Plus, uBID isn't even an Onsale. For the first nine months of the 1998,
Onsale had 7.1 times uBID's sales total of $24.1 million. Onsale's margin
of about 10.3 percent was also significantly better than uBID.

I P.O.nder

Look, uBID is a nice site. Revenues have surged in the year it's been in
operation. But margins are small and the company will have to spend lots
of money to build its brand and generate more traffic.

The company's potential is substantial. Sales of computing and electronic
products via the Internet are expected to rise to about $10.5 billion by the
year 2002, according to Jupiter Communications. Plus, uBID already
offers consumer electronics and some leisure products and plans to
expand its product line further in the future.
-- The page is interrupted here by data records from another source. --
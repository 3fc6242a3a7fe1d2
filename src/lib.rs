// ============================================================================
// Strict linting - Dangerous or non-idiomatic practices are forbidden
// ============================================================================

#![deny(warnings)]                    // All warnings are treated as errors
#![deny(unsafe_code)]                 // Unsafe code is forbidden
#![deny(missing_docs)]                // All public items must be documented
#![deny(dead_code)]                   // Unused code is forbidden
#![deny(non_camel_case_types)]        // Types must follow CamelCase convention

// Additional strictness - Leave nothing unchecked
#![deny(unused_imports)]              // Unused imports are forbidden
#![deny(unused_variables)]            // Unused variables are forbidden
#![deny(unused_must_use)]             // Must handle Result and Option explicitly
#![deny(non_snake_case)]              // Variables and functions must be snake_case
#![deny(non_upper_case_globals)]      // Constants must be UPPER_CASE
#![deny(nonstandard_style)]           // Non-standard code style is forbidden
#![forbid(unsafe_op_in_unsafe_fn)]    // Unsafe ops in unsafe fns are forbidden

// Clippy lints (warnings only)
#![warn(clippy::all)]                 // All standard Clippy lints
#![warn(clippy::pedantic)]            // Very strict Clippy lints
#![warn(clippy::nursery)]             // Experimental lints
#![warn(clippy::unwrap_used)]         // unwrap() warning
#![warn(clippy::expect_used)]         // expect() warning
#![warn(clippy::panic)]               // panic!() warning
#![warn(clippy::print_stdout)]        // println!() warning
#![warn(clippy::todo)]                // TODO warning
#![warn(clippy::unimplemented)]       // unimplemented!() warning
#![warn(clippy::missing_const_for_fn)] // Force const when possible
#![warn(clippy::unwrap_in_result)]    // unwrap() in Result warning
#![warn(clippy::module_inception)]    // Module with same name as crate warning
#![warn(clippy::redundant_clone)]     // Useless clones warning
#![warn(clippy::shadow_unrelated)]    // Shadowing unrelated variables warning
#![warn(clippy::too_many_arguments)]  // Limit function arguments
#![warn(clippy::cognitive_complexity)] // Limit cognitive complexity

// Safety and robustness lints
#![deny(overflowing_literals)]        // Overflowing literals are forbidden
#![deny(arithmetic_overflow)]         // Arithmetic overflow is forbidden

// ============================================================================
// Crate Documentation
// ============================================================================

//! # Flotilla
//!
//! Declarative multi-release deployment plans for Helm charts.
//!
//! ## Overview
//!
//! Flotilla reconciles a declarative plan of releases against the currently
//! deployed state of a cluster:
//!
//! - Diffs specified releases against deployed releases and classifies each
//!   one (install, upgrade, or nothing to do) using semantic versions
//! - Orders the required operations by declared inter-release dependencies
//! - Pairs every operation with its compensating command
//! - Applies the operations sequentially, rolling back completed work when
//!   an operation fails partway through
//!
//! ## Modules
//!
//! - [`plan`]: Plan document parsing, conforming, and validation
//! - [`planner`]: Diff computation, dependency ordering, operation
//!   construction, and execution
//! - [`helm`]: The release-manager seam and the Helm CLI implementation
//! - [`reconciler`]: The per-invocation session tying the pipeline together
//! - [`cli`]: Command-line interface
//!
//! ## Example
//!
//! ```yaml
//! version: "1"
//! namespaces:
//!   infra:
//!     ingress:
//!       spec:
//!         chart: stable/nginx-ingress
//!         flags:
//!           install:
//!             version: "1.6.0"
//!   apps:
//!     api:
//!       spec:
//!         chart: charts/api
//!         flags:
//!           install: {version: "2.1.3"}
//!           upgrade: {version: "2.1.3"}
//!       depends: [db]
//!     db:
//!       spec:
//!         chart: stable/postgresql
//!         flags:
//!           install: {version: "8.6.1"}
//! ```

// ============================================================================
// Modules
// ============================================================================

pub mod cli;
pub mod error;
pub mod helm;
pub mod plan;
pub mod planner;
pub mod reconciler;

// ============================================================================
// Re-exports
// ============================================================================

pub use cli::{Cli, Commands, OutputFormatter};
pub use error::{FlotillaError, Result};
pub use helm::{CommandKind, DeployedRelease, HelmCli, ReleaseManager};
pub use plan::{Plan, PlanParser, PlanValidator};
pub use planner::{Action, DiffEngine, OperationBuilder, PlanExecutor, UndoableOperation};
pub use reconciler::{ReconcilePlan, ReconcileSummary, Reconciler};
//! Diff engine for comparing specified vs. deployed releases.
//!
//! The engine builds the specified and deployed key sets (`namespace.name`),
//! classifies every specified release as install, upgrade, or no-op, and
//! recognizes deployed releases that the plan no longer mentions. Upgrades
//! are decided by an exact-match semantic-version comparison and carry the
//! deployed metadata needed later for rollback target selection.

use semver::{Version, VersionReq};
use std::collections::BTreeMap;
use std::fmt;
use tracing::{debug, info, warn};

use crate::error::{FlotillaError, ReconcileError, Result};
use crate::helm::DeployedRelease;
use crate::plan::{Plan, Release};

/// Classification assigned to a release during reconciliation.
#[derive(Debug, Clone, Copy, PartialEq, Eq)]
pub enum Action {
    /// The release is specified but not deployed.
    Install,
    /// The release is deployed at a different version than specified.
    Upgrade,
    /// The release is deployed but no longer specified.
    ///
    /// Recognized for reporting only; such releases are never acted upon.
    Delete,
    /// The release is deployed at exactly the specified version.
    NoOp,
}

/// A release scheduled for an operation, with any bound deployed metadata.
#[derive(Debug, Clone)]
pub struct ScheduledRelease {
    /// The `namespace.name` key.
    pub key: String,
    /// The release definition from the plan.
    pub release: Release,
    /// What to do, with upgrade metadata when applicable.
    pub action: ScheduledAction,
}

/// The operation a scheduled release requires.
#[derive(Debug, Clone)]
pub enum ScheduledAction {
    /// Install the release.
    Install,
    /// Upgrade the release; carries the deployed state it upgrades from.
    Upgrade {
        /// The currently deployed release this upgrade replaces.
        deployed: DeployedRelease,
    },
}

/// Complete diff result.
#[derive(Debug, Default)]
pub struct DiffResult {
    /// Releases requiring an operation, sorted by key.
    pub scheduled: Vec<ScheduledRelease>,
    /// Keys of releases already converged, sorted.
    pub unchanged: Vec<String>,
    /// Deployed releases the plan no longer specifies, sorted by key.
    pub unmanaged: Vec<DeployedRelease>,
}

/// Engine computing the diff between a plan and the deployed state.
#[derive(Debug, Default)]
pub struct DiffEngine {
    /// Namespace allow-list; empty means all namespaces are eligible.
    namespaces: Vec<String>,
}

impl ScheduledRelease {
    /// Returns the reporting classification of this release.
    #[must_use]
    pub const fn action(&self) -> Action {
        match self.action {
            ScheduledAction::Install => Action::Install,
            ScheduledAction::Upgrade { .. } => Action::Upgrade,
        }
    }
}

impl DiffEngine {
    /// Creates a new diff engine eligible for all namespaces.
    #[must_use]
    pub const fn new() -> Self {
        Self {
            namespaces: Vec::new(),
        }
    }

    /// Restricts the engine to the given namespaces (empty means all).
    #[must_use]
    pub fn with_namespaces(mut self, namespaces: &[String]) -> Self {
        self.namespaces = namespaces.to_vec();
        self
    }

    /// Returns true if the namespace is eligible under the allow-list.
    fn is_eligible(&self, namespace: &str) -> bool {
        self.namespaces.is_empty() || self.namespaces.iter().any(|n| n == namespace)
    }

    /// Computes the diff between the plan and the deployed releases.
    ///
    /// # Errors
    ///
    /// Returns an error if a deployed or specified chart version cannot be
    /// parsed as a semantic version. No partial result is produced.
    pub fn compute(&self, plan: &Plan, deployed: &[DeployedRelease]) -> Result<DiffResult> {
        // Specified set S, keyed namespace.name.
        let mut specified: BTreeMap<String, &Release> = BTreeMap::new();
        for (namespace_name, namespace) in &plan.namespaces {
            if !self.is_eligible(namespace_name) {
                continue;
            }
            for (release_name, release) in namespace {
                specified.insert(format!("{namespace_name}.{release_name}"), release);
            }
        }

        if specified.is_empty() {
            info!("Nothing to do: the plan specifies no eligible releases");
            return Ok(DiffResult::default());
        }

        // Deployed set D, restricted to eligible namespaces the plan knows.
        let mut deployed_map: BTreeMap<String, &DeployedRelease> = BTreeMap::new();
        for release in deployed {
            if !self.is_eligible(&release.namespace) {
                continue;
            }
            if !plan.namespaces.contains_key(&release.namespace) {
                continue;
            }
            deployed_map.insert(release.qualified_name(), release);
        }

        let mut result = DiffResult::default();

        // S − D installs; S ∩ D upgrade candidates.
        for (key, release) in &specified {
            match deployed_map.get(key) {
                None => {
                    debug!("Release {key} is not deployed; scheduling install");
                    result.scheduled.push(ScheduledRelease {
                        key: key.clone(),
                        release: (*release).clone(),
                        action: ScheduledAction::Install,
                    });
                }
                Some(current) => {
                    if Self::needs_upgrade(key, release, current)? {
                        result.scheduled.push(ScheduledRelease {
                            key: key.clone(),
                            release: (*release).clone(),
                            action: ScheduledAction::Upgrade {
                                deployed: (*current).clone(),
                            },
                        });
                    } else {
                        debug!("Release {key} is already at the specified version");
                        result.unchanged.push(key.clone());
                    }
                }
            }
        }

        // D − S: recognized, reported, never acted upon.
        for (key, release) in &deployed_map {
            if !specified.contains_key(key) {
                warn!("Release {key} is deployed but not specified; leaving it untouched");
                result.unmanaged.push((*release).clone());
            }
        }

        Ok(result)
    }

    /// Decides whether a deployed release needs an upgrade.
    ///
    /// An unpinned specified version always upgrades (ensure-latest policy).
    /// Otherwise the deployed chart version must satisfy an exact-match
    /// constraint built from the specified version.
    fn needs_upgrade(key: &str, release: &Release, deployed: &DeployedRelease) -> Result<bool> {
        let specified_version = release.spec.version();
        if specified_version.is_empty() {
            debug!("Release {key} pins no version; scheduling refresh upgrade");
            return Ok(true);
        }

        let deployed_version = Version::parse(deployed.chart_version()).map_err(|e| {
            FlotillaError::Reconcile(ReconcileError::version_parse(
                key,
                deployed.chart_version(),
                e.to_string(),
            ))
        })?;

        let requirement = VersionReq::parse(&format!("={specified_version}")).map_err(|e| {
            FlotillaError::Reconcile(ReconcileError::version_parse(
                key,
                specified_version,
                e.to_string(),
            ))
        })?;

        Ok(!requirement.matches(&deployed_version))
    }
}

impl DiffResult {
    /// Returns the number of scheduled installs.
    #[must_use]
    pub fn installs(&self) -> usize {
        self.scheduled
            .iter()
            .filter(|s| s.action() == Action::Install)
            .count()
    }

    /// Returns the number of scheduled upgrades.
    #[must_use]
    pub fn upgrades(&self) -> usize {
        self.scheduled
            .iter()
            .filter(|s| s.action() == Action::Upgrade)
            .count()
    }

    /// Returns true if any operation is required.
    #[must_use]
    pub const fn has_changes(&self) -> bool {
        !self.scheduled.is_empty()
    }

    /// Returns every classification in the diff, sorted by release key:
    /// scheduled operations, converged releases, and unmanaged deployed
    /// releases.
    #[must_use]
    pub fn classifications(&self) -> Vec<(String, Action)> {
        let mut rows: Vec<(String, Action)> = self
            .scheduled
            .iter()
            .map(|s| (s.key.clone(), s.action()))
            .collect();
        rows.extend(self.unchanged.iter().map(|k| (k.clone(), Action::NoOp)));
        rows.extend(
            self.unmanaged
                .iter()
                .map(|r| (r.qualified_name(), Action::Delete)),
        );
        rows.sort_by(|a, b| a.0.cmp(&b.0));
        rows
    }
}

impl fmt::Display for Action {
    fn fmt(&self, f: &mut fmt::Formatter<'_>) -> fmt::Result {
        let s = match self {
            Self::Install => "install",
            Self::Upgrade => "upgrade",
            Self::Delete => "delete",
            Self::NoOp => "no-op",
        };
        f.write_str(s)
    }
}

#[cfg(test)]
mod tests {
    use super::*;
    use crate::plan::PlanParser;

    fn load(yaml: &str) -> Plan {
        PlanParser::new().parse_yaml(yaml, None).unwrap()
    }

    fn plan_two_releases() -> Plan {
        load(
            r#"
version: "1"
namespaces:
  apps:
    api:
      spec:
        chart: charts/api
        flags:
          install: {version: "2.1.3"}
    db:
      spec:
        chart: stable/postgresql
        flags:
          install: {version: "8.6.1"}
"#,
        )
    }

    fn deployed(namespace: &str, name: &str, chart: &str, revision: u32) -> DeployedRelease {
        DeployedRelease {
            namespace: namespace.to_string(),
            name: name.to_string(),
            chart: chart.to_string(),
            revision,
        }
    }

    #[test]
    fn test_install_is_specified_minus_deployed() {
        let plan = plan_two_releases();
        let result = DiffEngine::new().compute(&plan, &[]).unwrap();

        assert_eq!(result.installs(), 2);
        assert_eq!(result.upgrades(), 0);
        let keys: Vec<&str> = result.scheduled.iter().map(|s| s.key.as_str()).collect();
        assert_eq!(keys, vec!["apps.api", "apps.db"]);
    }

    #[test]
    fn test_equal_version_is_noop() {
        let plan = plan_two_releases();
        let current = vec![
            deployed("apps", "api", "api-2.1.3", 1),
            deployed("apps", "db", "postgresql-8.6.1", 2),
        ];
        let result = DiffEngine::new().compute(&plan, &current).unwrap();

        assert!(!result.has_changes());
        assert_eq!(result.unchanged, vec!["apps.api", "apps.db"]);
    }

    #[test]
    fn test_version_drift_is_upgrade_with_binding() {
        let plan = plan_two_releases();
        let current = vec![
            deployed("apps", "api", "api-2.0.0", 4),
            deployed("apps", "db", "postgresql-8.6.1", 1),
        ];
        let result = DiffEngine::new().compute(&plan, &current).unwrap();

        assert_eq!(result.upgrades(), 1);
        let upgrade = &result.scheduled[0];
        assert_eq!(upgrade.key, "apps.api");
        match &upgrade.action {
            ScheduledAction::Upgrade { deployed } => assert_eq!(deployed.revision, 4),
            ScheduledAction::Install => panic!("expected an upgrade"),
        }
    }

    #[test]
    fn test_unpinned_version_always_upgrades() {
        let plan = load(
            r#"
version: "1"
namespaces:
  apps:
    api:
      spec:
        chart: charts/api
"#,
        );
        let current = vec![deployed("apps", "api", "api-2.1.3", 2)];
        let result = DiffEngine::new().compute(&plan, &current).unwrap();
        assert_eq!(result.upgrades(), 1);
    }

    #[test]
    fn test_unparsable_deployed_version_aborts() {
        let plan = plan_two_releases();
        let current = vec![deployed("apps", "api", "api-canary", 2)];
        let result = DiffEngine::new().compute(&plan, &current);
        assert!(matches!(
            result,
            Err(FlotillaError::Reconcile(ReconcileError::VersionParse { .. }))
        ));
    }

    #[test]
    fn test_unmanaged_release_is_recognized_not_scheduled() {
        let plan = plan_two_releases();
        let current = vec![
            deployed("apps", "api", "api-2.1.3", 1),
            deployed("apps", "db", "postgresql-8.6.1", 1),
            deployed("apps", "legacy", "legacy-0.1.0", 7),
        ];
        let result = DiffEngine::new().compute(&plan, &current).unwrap();

        assert!(!result.has_changes());
        assert_eq!(result.unmanaged.len(), 1);
        assert_eq!(result.unmanaged[0].qualified_name(), "apps.legacy");
    }

    #[test]
    fn test_deployed_outside_plan_namespaces_is_ignored() {
        let plan = plan_two_releases();
        let current = vec![deployed("kube-system", "tiller", "tiller-0.1.0", 1)];
        let result = DiffEngine::new().compute(&plan, &current).unwrap();
        assert!(result.unmanaged.is_empty());
    }

    #[test]
    fn test_namespace_filter_limits_eligibility() {
        let plan = load(
            r#"
version: "1"
namespaces:
  infra:
    ingress:
      spec:
        chart: stable/nginx-ingress
        flags:
          install: {version: "1.6.0"}
  apps:
    api:
      spec:
        chart: charts/api
        flags:
          install: {version: "2.1.3"}
"#,
        );
        let filter = vec![String::from("infra")];
        let result = DiffEngine::new()
            .with_namespaces(&filter)
            .compute(&plan, &[])
            .unwrap();

        assert_eq!(result.installs(), 1);
        assert_eq!(result.scheduled[0].key, "infra.ingress");
    }

    #[test]
    fn test_empty_specified_set_is_explicit_noop() {
        let plan = load(
            r#"
version: "1"
namespaces: {}
"#,
        );
        let current = vec![deployed("apps", "api", "api-2.1.3", 1)];
        let result = DiffEngine::new().compute(&plan, &current).unwrap();

        assert!(!result.has_changes());
        assert!(result.unmanaged.is_empty());
        assert!(result.unchanged.is_empty());
    }

    #[test]
    fn test_classifications_cover_all_releases() {
        let plan = plan_two_releases();
        let current = vec![
            deployed("apps", "api", "api-2.0.0", 2),
            deployed("apps", "db", "postgresql-8.6.1", 1),
            deployed("apps", "legacy", "legacy-0.1.0", 1),
        ];
        let result = DiffEngine::new().compute(&plan, &current).unwrap();

        let rows = result.classifications();
        assert_eq!(
            rows,
            vec![
                (String::from("apps.api"), Action::Upgrade),
                (String::from("apps.db"), Action::NoOp),
                (String::from("apps.legacy"), Action::Delete),
            ]
        );
    }

    #[test]
    fn test_idempotent_when_converged() {
        let plan = plan_two_releases();
        let current = vec![
            deployed("apps", "api", "api-2.1.3", 3),
            deployed("apps", "db", "postgresql-8.6.1", 2),
        ];
        for _ in 0..2 {
            let result = DiffEngine::new().compute(&plan, &current).unwrap();
            assert_eq!(result.installs(), 0);
            assert_eq!(result.upgrades(), 0);
        }
    }
}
But I'm still leery about how successful auction retailing will become. It
takes too long, the bargains aren't that good, and then there's the
annoying chance you can go through the whole process and not even get
the item you want. uBID's argument that the auction format "entices
customers to participate ... in hopes of 'hitting the jackpot'" doesn't wash.

No question, uBID will be a moonshot on its first day. People now
looking to Creative Computers as a cheap way to play the IPO may want
to consider the fate of Winfield Capital (WCAP) and Tech Squared
(TSQD-BB), two other stocks that investors used this year as IPO
proxies for Cyberian Outpost (COOL) and Digital River (DRIV),
respectively.

In both cases, the small-cap stocks surged to 52-week highs right before
the IPOs, but have since fallen more than 50 percent after the newly
public stocks didn't perform up to expectations.

At its offering price, uBID is a decent value, given the market cap of its
competitors and the risk-reward ratio involved in this kind of speculative
investment. But if uBID rises as high as observers think it might, investors
would be wise to sit out this auction.